__TASK DESCRIPTION__.
There is material below. Print exactly the lines starting at the line with "use std::str::FromStr;" and ending at the line with "the server starts.", ends included, and no others.

━━━━━━━━━━

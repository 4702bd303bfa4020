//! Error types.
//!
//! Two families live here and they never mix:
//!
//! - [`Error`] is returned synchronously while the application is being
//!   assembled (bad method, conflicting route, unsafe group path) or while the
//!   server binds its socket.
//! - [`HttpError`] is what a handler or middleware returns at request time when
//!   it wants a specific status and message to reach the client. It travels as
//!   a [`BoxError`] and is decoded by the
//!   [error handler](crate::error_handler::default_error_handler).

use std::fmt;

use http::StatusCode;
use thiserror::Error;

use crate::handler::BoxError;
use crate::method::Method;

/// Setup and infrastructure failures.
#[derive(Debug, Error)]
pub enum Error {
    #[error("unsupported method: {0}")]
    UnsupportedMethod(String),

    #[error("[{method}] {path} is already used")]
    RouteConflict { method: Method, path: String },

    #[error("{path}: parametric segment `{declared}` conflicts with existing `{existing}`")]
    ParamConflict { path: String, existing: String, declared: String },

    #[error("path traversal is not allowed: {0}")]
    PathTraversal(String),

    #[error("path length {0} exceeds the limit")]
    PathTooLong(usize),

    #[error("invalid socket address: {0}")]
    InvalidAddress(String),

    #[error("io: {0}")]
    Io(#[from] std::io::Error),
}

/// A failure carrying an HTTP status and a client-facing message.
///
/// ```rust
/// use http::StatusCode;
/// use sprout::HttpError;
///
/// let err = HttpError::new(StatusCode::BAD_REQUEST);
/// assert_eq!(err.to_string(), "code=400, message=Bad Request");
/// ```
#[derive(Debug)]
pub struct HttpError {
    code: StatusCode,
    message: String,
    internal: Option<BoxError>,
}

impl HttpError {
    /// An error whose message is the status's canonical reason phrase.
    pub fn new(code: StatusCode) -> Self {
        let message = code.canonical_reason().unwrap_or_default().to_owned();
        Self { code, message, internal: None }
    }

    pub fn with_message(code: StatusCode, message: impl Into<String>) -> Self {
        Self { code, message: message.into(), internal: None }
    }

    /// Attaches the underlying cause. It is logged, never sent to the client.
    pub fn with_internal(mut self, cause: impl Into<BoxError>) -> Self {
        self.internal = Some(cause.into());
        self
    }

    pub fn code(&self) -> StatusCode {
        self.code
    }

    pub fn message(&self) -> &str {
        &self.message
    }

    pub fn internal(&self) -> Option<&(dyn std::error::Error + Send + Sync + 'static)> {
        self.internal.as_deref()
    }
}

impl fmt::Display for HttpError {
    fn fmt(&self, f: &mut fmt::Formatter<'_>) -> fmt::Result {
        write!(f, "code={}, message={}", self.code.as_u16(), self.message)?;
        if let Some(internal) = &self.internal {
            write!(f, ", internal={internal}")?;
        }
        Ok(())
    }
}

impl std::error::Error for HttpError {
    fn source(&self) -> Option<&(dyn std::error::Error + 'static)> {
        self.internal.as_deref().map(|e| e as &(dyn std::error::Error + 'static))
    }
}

━━━━━━━━━━

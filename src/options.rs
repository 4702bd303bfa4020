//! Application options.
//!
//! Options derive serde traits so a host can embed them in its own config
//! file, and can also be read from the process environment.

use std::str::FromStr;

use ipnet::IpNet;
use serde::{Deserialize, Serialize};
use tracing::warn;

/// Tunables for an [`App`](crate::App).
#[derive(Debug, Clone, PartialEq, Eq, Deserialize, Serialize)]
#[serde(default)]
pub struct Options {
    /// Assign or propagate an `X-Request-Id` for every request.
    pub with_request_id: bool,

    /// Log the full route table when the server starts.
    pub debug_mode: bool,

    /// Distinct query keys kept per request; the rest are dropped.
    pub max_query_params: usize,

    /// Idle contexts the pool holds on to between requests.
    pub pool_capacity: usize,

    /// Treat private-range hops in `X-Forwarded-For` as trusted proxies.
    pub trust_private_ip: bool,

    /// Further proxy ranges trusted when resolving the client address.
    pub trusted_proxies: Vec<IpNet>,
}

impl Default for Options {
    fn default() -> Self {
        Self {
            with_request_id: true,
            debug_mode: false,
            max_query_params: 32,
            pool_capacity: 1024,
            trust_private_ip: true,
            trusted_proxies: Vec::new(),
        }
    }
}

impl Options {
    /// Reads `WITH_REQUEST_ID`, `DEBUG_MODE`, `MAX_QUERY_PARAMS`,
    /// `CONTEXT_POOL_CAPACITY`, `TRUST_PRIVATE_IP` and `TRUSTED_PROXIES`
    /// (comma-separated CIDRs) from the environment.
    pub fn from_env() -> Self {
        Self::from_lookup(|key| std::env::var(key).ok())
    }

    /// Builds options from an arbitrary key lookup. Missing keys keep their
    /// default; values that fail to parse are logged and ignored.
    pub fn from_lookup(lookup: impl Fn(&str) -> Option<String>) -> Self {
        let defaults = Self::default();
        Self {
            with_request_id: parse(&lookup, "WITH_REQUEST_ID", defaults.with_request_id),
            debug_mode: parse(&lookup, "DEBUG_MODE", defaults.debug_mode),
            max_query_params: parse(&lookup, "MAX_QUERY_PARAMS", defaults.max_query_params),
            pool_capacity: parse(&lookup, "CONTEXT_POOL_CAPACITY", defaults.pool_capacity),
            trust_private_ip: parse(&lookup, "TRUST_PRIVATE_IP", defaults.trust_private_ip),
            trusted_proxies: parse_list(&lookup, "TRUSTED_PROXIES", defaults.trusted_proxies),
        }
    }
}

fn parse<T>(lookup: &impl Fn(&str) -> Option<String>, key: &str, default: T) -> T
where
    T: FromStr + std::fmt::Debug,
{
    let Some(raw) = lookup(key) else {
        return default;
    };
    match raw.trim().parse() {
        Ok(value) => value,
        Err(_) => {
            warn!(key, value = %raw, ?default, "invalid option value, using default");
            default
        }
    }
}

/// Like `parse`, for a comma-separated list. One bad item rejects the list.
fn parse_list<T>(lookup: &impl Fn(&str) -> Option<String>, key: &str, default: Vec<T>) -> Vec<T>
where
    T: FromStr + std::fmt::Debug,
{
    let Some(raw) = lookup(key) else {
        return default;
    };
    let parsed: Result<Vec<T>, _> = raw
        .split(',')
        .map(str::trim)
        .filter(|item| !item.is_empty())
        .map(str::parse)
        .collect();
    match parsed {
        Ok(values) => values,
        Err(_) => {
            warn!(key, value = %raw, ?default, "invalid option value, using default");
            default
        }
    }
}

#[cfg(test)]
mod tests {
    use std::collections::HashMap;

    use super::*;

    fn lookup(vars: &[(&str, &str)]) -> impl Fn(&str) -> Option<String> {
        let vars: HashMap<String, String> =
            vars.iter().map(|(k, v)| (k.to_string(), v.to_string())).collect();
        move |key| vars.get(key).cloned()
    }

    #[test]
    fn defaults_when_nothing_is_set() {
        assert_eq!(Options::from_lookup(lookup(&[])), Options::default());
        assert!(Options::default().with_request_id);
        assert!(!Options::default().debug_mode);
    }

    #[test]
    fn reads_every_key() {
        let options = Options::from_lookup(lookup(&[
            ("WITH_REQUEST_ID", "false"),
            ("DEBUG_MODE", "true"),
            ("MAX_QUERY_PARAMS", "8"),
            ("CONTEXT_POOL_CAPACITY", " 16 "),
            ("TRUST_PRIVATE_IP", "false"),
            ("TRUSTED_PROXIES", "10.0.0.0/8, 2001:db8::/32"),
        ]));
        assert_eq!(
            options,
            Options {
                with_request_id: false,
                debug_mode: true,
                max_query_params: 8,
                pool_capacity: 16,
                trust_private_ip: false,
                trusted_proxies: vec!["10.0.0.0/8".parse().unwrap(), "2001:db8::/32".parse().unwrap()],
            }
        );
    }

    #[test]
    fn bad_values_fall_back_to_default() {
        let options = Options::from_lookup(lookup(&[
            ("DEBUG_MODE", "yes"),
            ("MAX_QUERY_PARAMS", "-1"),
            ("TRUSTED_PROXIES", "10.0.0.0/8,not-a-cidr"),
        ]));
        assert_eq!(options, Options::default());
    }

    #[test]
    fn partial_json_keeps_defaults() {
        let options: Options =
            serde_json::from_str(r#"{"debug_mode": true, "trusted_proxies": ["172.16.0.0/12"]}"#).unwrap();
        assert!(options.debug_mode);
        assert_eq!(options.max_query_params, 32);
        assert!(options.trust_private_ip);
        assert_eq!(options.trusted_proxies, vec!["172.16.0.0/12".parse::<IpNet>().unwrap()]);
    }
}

━━━━━━━━━━

__RESULT OF THE EXERCISE__.
use std::str::FromStr;

use ipnet::IpNet;
use serde::{Deserialize, Serialize};
use tracing::warn;

/// Tunables for an [`App`](crate::App).
#[derive(Debug, Clone, PartialEq, Eq, Deserialize, Serialize)]
#[serde(default)]
pub struct Options {
    /// Assign or propagate an `X-Request-Id` for every request.
    pub with_request_id: bool,

    /// Log the full route table when the server starts.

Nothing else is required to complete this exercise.